# What the task asks:
With every line kept intact, print the entries that appear below.

====== Supplied entries

//! Value providers: what a binding hands out on lookup

use std::sync::Arc;

use serde_json::Value;

/// Capability object producing a value on demand
///
/// `release` is called by the registry exactly once when the binding is
/// removed through its lifecycle (unbind or owner teardown). Plain lookups
/// never call it.
pub trait ValueProvider: Send + Sync {
    fn get_instance(&self) -> Value;

    fn release(&self) {}
}

/// Provider backed by a fixed string
#[derive(Debug, Clone)]
pub struct StringProvider {
    value: Arc<str>,
}

impl StringProvider {
    pub fn new(value: impl Into<Arc<str>>) -> Self {
        Self {
            value: value.into(),
        }
    }

    /// Boxed as a trait object, ready for `NameRegistry::bind`
    pub fn shared(value: impl Into<Arc<str>>) -> Arc<dyn ValueProvider> {
        Arc::new(Self::new(value))
    }

    pub fn value(&self) -> &str {
        &self.value
    }
}

impl ValueProvider for StringProvider {
    fn get_instance(&self) -> Value {
        Value::String(self.value.to_string())
    }

    fn release(&self) {
        tracing::trace!(value = %self.value, "String provider released");
    }
}

#[cfg(test)]
mod tests {
    use super::*;

    #[test]
    fn string_provider_returns_value() {
        let provider = StringProvider::new("Hello World!");
        assert_eq!(provider.get_instance(), Value::String("Hello World!".into()));
        assert_eq!(provider.value(), "Hello World!");
    }

    #[test]
    fn repeated_instances_are_equal() {
        let provider = StringProvider::shared("x");
        assert_eq!(provider.get_instance(), provider.get_instance());
    }
}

============

# Answer:
//! Value providers: what a binding hands out on lookup

use std::sync::Arc;

use serde_json::Value;

/// Capability object producing a value on demand
///
/// `release` is called by the registry exactly once when the binding is
/// removed through its lifecycle (unbind or owner teardown). Plain lookups
/// never call it.
pub trait ValueProvider: Send + Sync {
    fn get_instance(&self) -> Value;

    fn release(&self) {}
}

/// Provider backed by a fixed string
#[derive(Debug, Clone)]
pub struct StringProvider {
    value: Arc<str>,
}

impl StringProvider {
    pub fn new(value: impl Into<Arc<str>>) -> Self {
        Self {
            value: value.into(),
        }
    }

    /// Boxed as a trait object, ready for `NameRegistry::bind`
    pub fn shared(value: impl Into<Arc<str>>) -> Arc<dyn ValueProvider> {
        Arc::new(Self::new(value))
    }

    pub fn value(&self) -> &str {
        &self.value
    }
}

impl ValueProvider for StringProvider {
    fn get_instance(&self) -> Value {
        Value::String(self.value.to_string())
    }

    fn release(&self) {
        tracing::trace!(value = %self.value, "String provider released");
    }
}

#[cfg(test)]
mod tests {
    use super::*;

    #[test]
    fn string_provider_returns_value() {
        let provider = StringProvider::new("Hello World!");
        assert_eq!(provider.get_instance(), Value::String("Hello World!".into()));
        assert_eq!(provider.value(), "Hello World!");
    }

    #[test]
    fn repeated_instances_are_equal() {
        let provider = StringProvider::shared("x");
        assert_eq!(provider.get_instance(), provider.get_instance());
    }
}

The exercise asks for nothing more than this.